Pre-WWII superhero movies you didn’t know existed!


Superhero movies now, with technology and CGI, have become quite mainstream. Movies are now easy to make and with themes beyond possible. But there was a time when tech support wasn’t available, yet superhero movies were made. They weren’t as common, but some filmmakers had the courage to use the available equipment and make movies. These films are no longer as popular due to their technical inferiority. But they present the marvels of cinema. Here’s a list of pre-WWII superhero movies you didn’t know existed.

The Mask of Zorro (1920)

The Mask of Zorro

The famous masked vigilante made his first appearance in the serialized novel The Curse of Capistrano (1919) by Johnston McCulley. After that, he was part of movies, TV shows, theater productions, comics and video games. He is also said to be the inspiration behind DC’s Dark Knight. His first screen appearance was in The Mask of Zorro (1920). Actor Douglas Fairbanks played the lead role. According to film historians, the film is a milestone in the development of the action-adventure genre. The film has been remade twice.
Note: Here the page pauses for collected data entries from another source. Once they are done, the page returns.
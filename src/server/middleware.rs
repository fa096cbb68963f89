use axum::extract::{ConnectInfo, Request, State};
use axum::http::{header, HeaderMap, HeaderValue, StatusCode};
use axum::middleware::Next;
use axum::response::{IntoResponse, Response};
use std::net::SocketAddr;
use std::sync::Arc;
use tracing::warn;

use crate::app::AppState;
use crate::models::RateLimitDecision;
use crate::server::error::ApiError;

pub const HEADER_LIMIT: &str = "x-ratelimit-limit";
pub const HEADER_REMAINING: &str = "x-ratelimit-remaining";
pub const HEADER_RESET: &str = "x-ratelimit-reset";

/// Identifies the caller for rate limiting. Proxy headers are consulted
/// only when trusted: first `X-Forwarded-For` entry, then `X-Real-IP`.
/// Otherwise, and as a last resort, the socket peer IP.
pub fn client_identifier(headers: &HeaderMap, peer: Option<SocketAddr>, trust_forwarded: bool) -> String {
    let header_value = |name: &str| {
        headers
            .get(name)
            .and_then(|value| value.to_str().ok())
            .map(str::trim)
            .filter(|value| !value.is_empty())
    };

    if trust_forwarded {
        if let Some(forwarded_for) = header_value("x-forwarded-for") {
            if let Some(first) = forwarded_for.split(',').map(str::trim).find(|ip| !ip.is_empty()) {
                return first.to_string();
            }
        }

        if let Some(real_ip) = header_value("x-real-ip") {
            return real_ip.to_string();
        }
    }

    peer.map(|addr| addr.ip().to_string())
        .unwrap_or_else(|| "unknown".to_string())
}

fn apply_headers(headers: &mut HeaderMap, decision: &RateLimitDecision) {
    headers.insert(HEADER_LIMIT, HeaderValue::from(decision.limit));
    headers.insert(HEADER_REMAINING, HeaderValue::from(decision.remaining));
    headers.insert(HEADER_RESET, HeaderValue::from(decision.reset_at_unix()));
}

/// Per-client fixed-window limit for the message endpoint.
pub async fn rate_limit_middleware(
    State(state): State<Arc<AppState>>,
    request: Request,
    next: Next,
) -> Response {
    let Some(config) = state.rate_limit() else {
        return next.run(request).await;
    };

    let peer = request
        .extensions()
        .get::<ConnectInfo<SocketAddr>>()
        .map(|ConnectInfo(addr)| *addr);
    let client = client_identifier(request.headers(), peer, state.trust_forwarded_headers());
    let decision = state.rate_limiter().check(&client, &config);

    if !decision.allowed {
        warn!("Rate limit exceeded for client {}", client);
        let mut response =
            ApiError::new(StatusCode::TOO_MANY_REQUESTS, "rate limit exceeded").into_response();
        let headers = response.headers_mut();
        apply_headers(headers, &decision);
        headers.insert(
            header::RETRY_AFTER,
            HeaderValue::from(decision.retry_after_secs()),
        );
        return response;
    }

    let mut response = next.run(request).await;
    apply_headers(response.headers_mut(), &decision);
    response
}
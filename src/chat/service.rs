use std::sync::Arc;
use tracing::{debug, info, warn};
use url::Url;

use crate::app::config::ChatConfig;
use crate::chat::types::{
    title_from_message, ChatError, ChatExchange, Conversation, ConversationWithMessages, NewMessage,
    StoredMessage,
};
use crate::error::Result;
use crate::models::{MessageRole, ResponseRouter};
use crate::storage::{ConversationRepository, ConversationStatistics};

/// Coordinates conversation history, the response router and persistence.
pub struct ChatService {
    router: Arc<ResponseRouter>,
    repository: ConversationRepository,
    config: ChatConfig,
}

impl ChatService {
    pub fn new(router: Arc<ResponseRouter>, repository: ConversationRepository, config: ChatConfig) -> Self {
        info!(
            "Chat service ready (history window {}, max message length {})",
            config.history_window, config.max_message_length
        );
        Self {
            router,
            repository,
            config,
        }
    }

    pub fn router(&self) -> &Arc<ResponseRouter> {
        &self.router
    }

    fn validate(&self, message: &NewMessage) -> std::result::Result<(), ChatError> {
        if let Some(attachment) = &message.attachment_url {
            let url = Url::parse(attachment)
                .map_err(|e| ChatError::InvalidAttachment(format!("{}: {}", attachment, e)))?;
            if !matches!(url.scheme(), "http" | "https") {
                return Err(ChatError::InvalidAttachment(format!(
                    "{}: only http and https are supported",
                    attachment
                )));
            }
        } else if message.content.trim().is_empty() {
            return Err(ChatError::EmptyMessage);
        }
        let length = message.content.chars().count();
        if length > self.config.max_message_length {
            return Err(ChatError::MessageTooLong {
                length,
                max: self.config.max_message_length,
            });
        }
        Ok(())
    }

    /// Sends one user turn and stores it with the reply. Nothing is stored
    /// when no provider produced a reply.
    pub async fn send_message(&self, conversation_id: &str, message: NewMessage) -> Result<ChatExchange> {
        self.validate(&message)?;

        let conversation = self
            .repository
            .get_conversation(conversation_id)
            .await?
            .ok_or_else(|| ChatError::ConversationNotFound(conversation_id.to_string()))?;

        let user = StoredMessage::new(conversation_id, MessageRole::User, message.content)
            .with_attachment(message.attachment_url);

        let mut history: Vec<_> = self
            .repository
            .recent_messages(conversation_id, self.config.history_window)
            .await?
            .iter()
            .map(StoredMessage::to_chat_message)
            .collect();
        history.push(user.to_chat_message());
        debug!(
            "Sending {} message(s) for conversation {}",
            history.len(),
            conversation_id
        );

        let reply = self.router.get_response(&history).await?;

        let assistant = StoredMessage::new(conversation_id, MessageRole::Assistant, reply.content)
            .with_provider(reply.provider.clone());
        let auto_title = conversation
            .title
            .is_none()
            .then(|| title_from_message(&user.content))
            .filter(|title| !title.is_empty());

        let (user_message, assistant_message) = self
            .repository
            .append_exchange(user, assistant, auto_title.as_deref())
            .await
            .map_err(|e| {
                if e.is_not_found() {
                    warn!("Conversation {} deleted while awaiting a reply", conversation_id);
                    ChatError::ConversationNotFound(conversation_id.to_string()).into()
                } else {
                    e
                }
            })?;

        Ok(ChatExchange {
            conversation_id: conversation_id.to_string(),
            user_message,
            assistant_message,
            provider: reply.provider,
            slot: reply.slot,
            attempts: reply.attempts,
        })
    }

    pub async fn create_conversation(&self, title: Option<String>) -> Result<Conversation> {
        let title = title.map(|t| t.trim().to_string()).filter(|t| !t.is_empty());
        let conversation = Conversation::new(title);
        self.repository.create_conversation(&conversation).await?;
        Ok(conversation)
    }

    pub async fn get_conversation_with_messages(&self, conversation_id: &str) -> Result<ConversationWithMessages> {
        let conversation = self
            .repository
            .get_conversation(conversation_id)
            .await?
            .ok_or_else(|| ChatError::ConversationNotFound(conversation_id.to_string()))?;
        let messages = self.repository.get_messages(conversation_id).await?;

        Ok(ConversationWithMessages {
            conversation,
            messages,
        })
    }

    pub async fn list_conversations(&self, limit: i64, offset: i64) -> Result<Vec<Conversation>> {
        self.repository.list_conversations(limit, offset).await
    }

    pub async fn rename_conversation(&self, conversation_id: &str, title: &str) -> Result<Conversation> {
        let title = title.trim();
        if title.is_empty() {
            return Err(crate::error::Error::validation("title must not be empty"));
        }

        self.repository
            .rename_conversation(conversation_id, title)
            .await
            .map_err(|e| not_found_as_chat_error(e, conversation_id))?;

        self.repository
            .get_conversation(conversation_id)
            .await?
            .ok_or_else(|| ChatError::ConversationNotFound(conversation_id.to_string()).into())
    }

    pub async fn delete_conversation(&self, conversation_id: &str) -> Result<()> {
        self.repository
            .delete_conversation(conversation_id)
            .await
            .map_err(|e| not_found_as_chat_error(e, conversation_id))
    }

    pub async fn statistics(&self) -> Result<ConversationStatistics> {
        self.repository.get_statistics().await
    }
}

fn not_found_as_chat_error(error: crate::error::Error, conversation_id: &str) -> crate::error::Error {
    if error.is_not_found() {
        ChatError::ConversationNotFound(conversation_id.to_string()).into()
    } else {
        error
    }
}
use parking_lot::Mutex;
use std::collections::HashMap;
use std::sync::{Arc, Weak};
use std::time::Duration;
use tokio::task::JoinHandle;
use tokio::time::{interval, Instant, MissedTickBehavior};
use tracing::{debug, info};

/// Limits applied to every client identifier.
#[derive(Debug, Clone, Copy, PartialEq, Eq)]
pub struct RateLimitConfig {
    pub max_requests: u32,
    pub window: Duration,
}

impl RateLimitConfig {
    pub fn new(max_requests: u32, window: Duration) -> Self {
        Self {
            max_requests,
            window,
        }
    }
}

impl Default for RateLimitConfig {
    fn default() -> Self {
        Self::new(20, Duration::from_secs(60))
    }
}

#[derive(Debug, Clone, Copy)]
pub struct RateLimitEntry {
    pub count: u32,
    pub window_reset_at: Instant,
}

impl RateLimitEntry {
    /// The reset instant itself still belongs to the current window.
    fn is_expired(&self, now: Instant) -> bool {
        now > self.window_reset_at
    }
}

/// Outcome of a rate-limit check. A refusal is a value, not an error.
#[derive(Debug, Clone, Copy, PartialEq, Eq)]
pub struct RateLimitDecision {
    pub allowed: bool,
    pub remaining: u32,
    pub limit: u32,
    pub reset_at: Instant,
}

impl RateLimitDecision {
    /// Time until the current window closes.
    pub fn retry_after(&self) -> Duration {
        self.reset_at.saturating_duration_since(Instant::now())
    }

    /// Whole seconds a refused client should wait, never less than one.
    pub fn retry_after_secs(&self) -> u64 {
        let wait = self.retry_after();
        let secs = wait.as_secs() + u64::from(wait.subsec_nanos() > 0);
        secs.max(1)
    }

    /// Wall-clock unix timestamp (seconds) at which the window resets.
    pub fn reset_at_unix(&self) -> i64 {
        let wait = chrono::Duration::from_std(self.retry_after())
            .unwrap_or_else(|_| chrono::Duration::zero());
        (chrono::Utc::now() + wait).timestamp()
    }
}

/// Fixed-window request counter keyed by client identifier.
///
/// Every check runs under one lock, so concurrent requests from the same
/// client can never undercount. A window admits `max_requests`; clients that
/// straddle a window boundary can get up to twice that in a short burst.
#[derive(Debug, Default)]
pub struct RateLimiter {
    entries: Mutex<HashMap<String, RateLimitEntry>>,
}

impl RateLimiter {
    pub fn new() -> Self {
        Self::default()
    }

    pub fn check(&self, identifier: &str, config: &RateLimitConfig) -> RateLimitDecision {
        let now = Instant::now();
        let mut entries = self.entries.lock();

        match entries.get_mut(identifier) {
            Some(entry) if !entry.is_expired(now) => {
                entry.count = entry.count.saturating_add(1);

                if entry.count > config.max_requests {
                    debug!(
                        "Rate limit exceeded for {} ({}/{})",
                        identifier, entry.count, config.max_requests
                    );
                    RateLimitDecision {
                        allowed: false,
                        remaining: 0,
                        limit: config.max_requests,
                        reset_at: entry.window_reset_at,
                    }
                } else {
                    RateLimitDecision {
                        allowed: true,
                        remaining: config.max_requests - entry.count,
                        limit: config.max_requests,
                        reset_at: entry.window_reset_at,
                    }
                }
            }
            _ => {
                let entry = RateLimitEntry {
                    count: 1,
                    window_reset_at: now + config.window,
                };
                entries.insert(identifier.to_string(), entry);

                RateLimitDecision {
                    allowed: true,
                    remaining: config.max_requests.saturating_sub(1),
                    limit: config.max_requests,
                    reset_at: entry.window_reset_at,
                }
            }
        }
    }

    /// Drops entries whose window has already closed. Live windows are kept.
    pub fn purge_expired(&self) -> usize {
        let now = Instant::now();
        let mut entries = self.entries.lock();
        let before = entries.len();
        entries.retain(|_, entry| !entry.is_expired(now));
        before - entries.len()
    }

    pub fn tracked_clients(&self) -> usize {
        self.entries.lock().len()
    }

    /// Periodically purges expired entries. The task holds only a weak
    /// reference and stops once the limiter is dropped.
    pub fn spawn_sweeper(self: &Arc<Self>, every: Duration) -> JoinHandle<()> {
        let limiter: Weak<Self> = Arc::downgrade(self);
        info!("Starting rate limit sweeper every {:?}", every);

        tokio::spawn(async move {
            let mut ticker = interval(every);
            ticker.set_missed_tick_behavior(MissedTickBehavior::Delay);
            // The first tick completes immediately.
            ticker.tick().await;

            loop {
                ticker.tick().await;
                let Some(limiter) = limiter.upgrade() else {
                    debug!("Rate limiter dropped, stopping sweeper");
                    break;
                };
                let purged = limiter.purge_expired();
                if purged > 0 {
                    debug!(
                        "Purged {} expired rate limit entries, {} remaining",
                        purged,
                        limiter.tracked_clients()
                    );
                }
            }
        })
    }
}
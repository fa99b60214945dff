use crate::error::{ChannelError, ThumbnailError};
use crate::models::{Category, Video, SENTINEL_VIDEO_ID};
use std::collections::HashMap;
use std::rc::Rc;
use yew::prelude::*;

/// Videos that appear in the management grid.
pub fn visible_videos(videos: Vec<Video>) -> Vec<Video> {
    videos
        .into_iter()
        .filter(|v| v.id != SENTINEL_VIDEO_ID)
        .collect()
}

#[derive(Debug, Clone, PartialEq, Default)]
pub struct VideoForm {
    pub title: String,
    pub artist: String,
    pub duration: String,
    pub category: Category,
    pub is_live: bool,
}

/// The local file picked for upload. The file itself stays with the input
/// element; only what the view needs is kept here.
#[derive(Debug, Clone, PartialEq)]
pub struct SelectedFile {
    pub name: String,
    pub size: f64,
    pub preview_url: String,
}

#[derive(Debug, Clone, Copy, PartialEq, Eq)]
pub enum NoticeKind {
    Success,
    Warning,
    Error,
}

#[derive(Debug, Clone, PartialEq)]
pub struct Notice {
    pub id: u32,
    pub kind: NoticeKind,
    pub title: String,
    pub message: String,
}

#[derive(Debug, Clone, PartialEq, Default)]
pub struct AdminState {
    pub loading: bool,
    pub submitting: bool,
    pub dialog_open: bool,
    pub videos: Vec<Video>,
    pub uploaded: HashMap<i64, String>,
    pub form: VideoForm,
    pub file: Option<SelectedFile>,
    pub notices: Vec<Notice>,
    next_notice: u32,
}

pub enum FormField {
    Title(String),
    Artist(String),
    Category(Category),
    Live(bool),
}

pub enum AdminAction {
    LoadStarted,
    Loaded {
        videos: Vec<Video>,
        uploaded: HashMap<i64, String>,
    },
    LoadFailed(ChannelError),
    OpenDialog,
    CloseDialog,
    Edit(FormField),
    FileSelected(SelectedFile),
    FileRejected(ChannelError),
    /// Duration read from the file previewed at `preview_url`.
    DurationProbed {
        preview_url: String,
        duration: String,
    },
    SubmitStarted,
    SubmitSucceeded {
        id: i64,
        preview_url: String,
        thumbnail_warning: Option<ThumbnailError>,
    },
    SubmitFailed(ChannelError),
    ToggleFailed(ChannelError),
    Dismiss(u32),
}

impl AdminState {
    pub fn mounting() -> Self {
        Self {
            loading: true,
            ..Self::default()
        }
    }

    fn notify(&mut self, kind: NoticeKind, title: &str, message: impl Into<String>) {
        self.next_notice += 1;
        self.notices.push(Notice {
            id: self.next_notice,
            kind,
            title: title.to_string(),
            message: message.into(),
        });
    }

    fn fail(&mut self, error: &ChannelError) {
        self.notify(NoticeKind::Error, "Error", error.user_message());
    }
}

impl Reducible for AdminState {
    type Action = AdminAction;

    fn reduce(self: Rc<Self>, action: Self::Action) -> Rc<Self> {
        let mut next = (*self).clone();
        match action {
            AdminAction::LoadStarted => next.loading = true,
            AdminAction::Loaded { videos, uploaded } => {
                next.videos = visible_videos(videos);
                next.uploaded = uploaded;
                next.loading = false;
            }
            AdminAction::LoadFailed(e) => {
                next.loading = false;
                next.notify(NoticeKind::Error, "Error", format!("Could not load videos. {}", e.user_message()));
            }
            AdminAction::OpenDialog => next.dialog_open = true,
            AdminAction::CloseDialog => next.dialog_open = false,
            AdminAction::Edit(field) => match field {
                FormField::Title(v) => next.form.title = v,
                FormField::Artist(v) => next.form.artist = v,
                FormField::Category(v) => next.form.category = v,
                FormField::Live(v) => next.form.is_live = v,
            },
            AdminAction::FileSelected(file) => {
                next.file = Some(file);
                next.form.duration.clear();
            }
            AdminAction::FileRejected(e) => next.fail(&e),
            AdminAction::DurationProbed {
                preview_url,
                duration,
            } => {
                // Durations read for a replaced or already submitted file are stale.
                if next.file.as_ref().map(|f| &f.preview_url) == Some(&preview_url) {
                    next.form.duration = duration;
                }
            }
            AdminAction::SubmitStarted => next.submitting = true,
            AdminAction::SubmitSucceeded {
                id,
                preview_url,
                thumbnail_warning,
            } => {
                next.uploaded.insert(id, preview_url);
                next.submitting = false;
                next.dialog_open = false;
                next.form = VideoForm::default();
                next.file = None;
                next.notify(NoticeKind::Success, "Done!", "The video was added to the channel");
                if let Some(w) = thumbnail_warning {
                    next.notify(
                        NoticeKind::Warning,
                        "No thumbnail",
                        format!("A placeholder image was used ({w})"),
                    );
                }
            }
            AdminAction::SubmitFailed(e) => {
                next.submitting = false;
                next.fail(&e);
            }
            AdminAction::ToggleFailed(e) => next.fail(&e),
            AdminAction::Dismiss(id) => next.notices.retain(|n| n.id != id),
        }
        Rc::new(next)
    }
}

#[cfg(test)]
mod tests {
    use super::*;

    fn video(id: i64) -> Video {
        serde_json::from_value(serde_json::json!({ "id": id, "title": format!("v{id}") })).unwrap()
    }

    fn reduce(state: AdminState, action: AdminAction) -> AdminState {
        (*Rc::new(state).reduce(action)).clone()
    }

    fn selected() -> SelectedFile {
        SelectedFile {
            name: "clip.mp4".into(),
            size: 1024.0,
            preview_url: "blob:http://localhost/clip".into(),
        }
    }

    #[test]
    fn sentinel_record_is_hidden() {
        let state = reduce(
            AdminState::mounting(),
            AdminAction::Loaded {
                videos: vec![video(1), video(SENTINEL_VIDEO_ID), video(2)],
                uploaded: HashMap::new(),
            },
        );
        let ids: Vec<i64> = state.videos.iter().map(|v| v.id).collect();
        assert_eq!(ids, vec![1, 2]);
        assert!(!state.loading);
    }

    #[test]
    fn rejected_file_leaves_preview_empty() {
        let state = reduce(
            AdminState::default(),
            AdminAction::FileRejected(ChannelError::InvalidFileType("text/plain".into())),
        );
        assert!(state.file.is_none());
        assert_eq!(state.notices.len(), 1);
        assert_eq!(state.notices[0].kind, NoticeKind::Error);
        assert!(state.notices[0].message.contains("text/plain"));
    }

    #[test]
    fn probed_duration_fills_the_form() {
        let state = reduce(AdminState::default(), AdminAction::FileSelected(selected()));
        let state = reduce(
            state,
            AdminAction::DurationProbed {
                preview_url: "blob:http://localhost/clip".into(),
                duration: "2:05".into(),
            },
        );
        assert_eq!(state.form.duration, "2:05");
        assert_eq!(state.file.unwrap().name, "clip.mp4");
    }

    #[test]
    fn duration_of_replaced_file_is_ignored() {
        let first = selected();
        let second = SelectedFile {
            name: "other.mp4".into(),
            size: 2048.0,
            preview_url: "blob:http://localhost/other".into(),
        };
        let state = reduce(AdminState::default(), AdminAction::FileSelected(first.clone()));
        let state = reduce(state, AdminAction::FileSelected(second));
        let state = reduce(
            state,
            AdminAction::DurationProbed {
                preview_url: first.preview_url,
                duration: "59:59".into(),
            },
        );
        assert_eq!(state.form.duration, "");
        assert_eq!(state.file.unwrap().name, "other.mp4");
    }

    #[test]
    fn late_duration_does_not_touch_reset_form() {
        let state = reduce(AdminState::default(), AdminAction::FileSelected(selected()));
        let state = reduce(
            state,
            AdminAction::SubmitSucceeded {
                id: 7,
                preview_url: "blob:http://localhost/clip".into(),
                thumbnail_warning: None,
            },
        );
        let state = reduce(
            state,
            AdminAction::DurationProbed {
                preview_url: "blob:http://localhost/clip".into(),
                duration: "2:05".into(),
            },
        );
        assert_eq!(state.form, VideoForm::default());
    }

    #[test]
    fn success_closes_dialog_and_resets_form() {
        let mut state = reduce(AdminState::default(), AdminAction::OpenDialog);
        for field in [
            FormField::Title("Summer Vibes".into()),
            FormField::Artist("DJ Energy".into()),
            FormField::Category(Category::Electronic),
            FormField::Live(true),
        ] {
            state = reduce(state, AdminAction::Edit(field));
        }
        state = reduce(state, AdminAction::FileSelected(selected()));
        state = reduce(state, AdminAction::SubmitStarted);
        assert!(state.submitting);

        let state = reduce(
            state,
            AdminAction::SubmitSucceeded {
                id: 42,
                preview_url: "blob:http://localhost/clip".into(),
                thumbnail_warning: None,
            },
        );
        assert!(!state.dialog_open);
        assert!(!state.submitting);
        assert_eq!(state.form, VideoForm::default());
        assert_eq!(state.form.category, Category::Pop);
        assert!(state.file.is_none());
        assert_eq!(state.uploaded.get(&42).map(String::as_str), Some("blob:http://localhost/clip"));
        assert_eq!(state.notices.last().unwrap().kind, NoticeKind::Success);
    }

    #[test]
    fn thumbnail_fallback_adds_warning() {
        let state = reduce(
            AdminState::default(),
            AdminAction::SubmitSucceeded {
                id: 1,
                preview_url: "blob:x".into(),
                thumbnail_warning: Some(ThumbnailError::NoDecodedFrame),
            },
        );
        let kinds: Vec<NoticeKind> = state.notices.iter().map(|n| n.kind).collect();
        assert_eq!(kinds, vec![NoticeKind::Success, NoticeKind::Warning]);
    }

    #[test]
    fn failure_keeps_dialog_and_form() {
        let state = reduce(AdminState::default(), AdminAction::OpenDialog);
        let state = reduce(state, AdminAction::Edit(FormField::Title("keep me".into())));
        let state = reduce(state, AdminAction::SubmitStarted);
        let state = reduce(
            state,
            AdminAction::SubmitFailed(ChannelError::Network("offline".into())),
        );
        assert!(state.dialog_open);
        assert!(!state.submitting);
        assert_eq!(state.form.title, "keep me");
        assert_eq!(state.notices[0].message, "The server could not be reached, try again");
    }

    #[test]
    fn notices_are_dismissed_by_id() {
        let state = reduce(AdminState::default(), AdminAction::FileRejected(ChannelError::FileRequired));
        let state = reduce(state, AdminAction::FileRejected(ChannelError::FileRequired));
        let first = state.notices[0].id;
        let state = reduce(state, AdminAction::Dismiss(first));
        assert_eq!(state.notices.len(), 1);
        assert_ne!(state.notices[0].id, first);
    }
}
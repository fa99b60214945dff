mod admin;
mod api;
mod env_variable_utils;
mod error;
mod landing;
mod logging;
mod media;
mod models;
mod router;
mod storage;
mod utils;

use crate::env_variable_utils::CONFIG;
use crate::router::{switch, Route};
use yew::prelude::*;
use yew_router::prelude::*;

#[function_component(App)]
pub fn app() -> Html {
    html! {
        <BrowserRouter>
            <Switch<Route> render={switch} />
        </BrowserRouter>
    }
}

fn main() {
    logging::init(CONFIG.debug_mode);

    log::info!(
        "NAME: \"{}\", VIDEOS: \"{}\", PLAYLISTS: \"{}\", DEBUG: \"{}\"",
        CONFIG.app_name,
        CONFIG.videos_api_url,
        CONFIG.playlists_api_url,
        CONFIG.debug_mode
    );

    yew::Renderer::<App>::new().render();
}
Don Q, Son of Zorro (1925)

Don Q, superhero son of Zorro
Don Q, son of Zorro

After the huge success of The Mask of Zorro, Fairbanks returned for a sequel to the film. This time the actor played the son of his character in the previous film. The son follows in his father’s footsteps to become a masked vigilante. Zorro also appears at the end of the film, which allowed Fairbanks to play a dual role. While the first film was set in California, the sequel takes us to Spain. Where Zorro’s son, Ceaser, goes to school. He is accused of murder by a romantic rival. So fakes his death and hides, wearing a mask to conceal his identity.

Flash Gordon (1936)

Flash Gordon superhero
Flash Gordon

In 1934, the Flash Gordon comic came out. He told us the story of a titular hero, living on a planet called Mango, as he battles the evil ruler, Ming the Merciless. Flash eventually defeats Ming in the 1950s and returns to Earth. He then becomes an astronaut who travels to other planets. The series was considered one of the most influential comics of all time. In 1936, the superhero got his first movie, it was the second highest grossing movie of the year.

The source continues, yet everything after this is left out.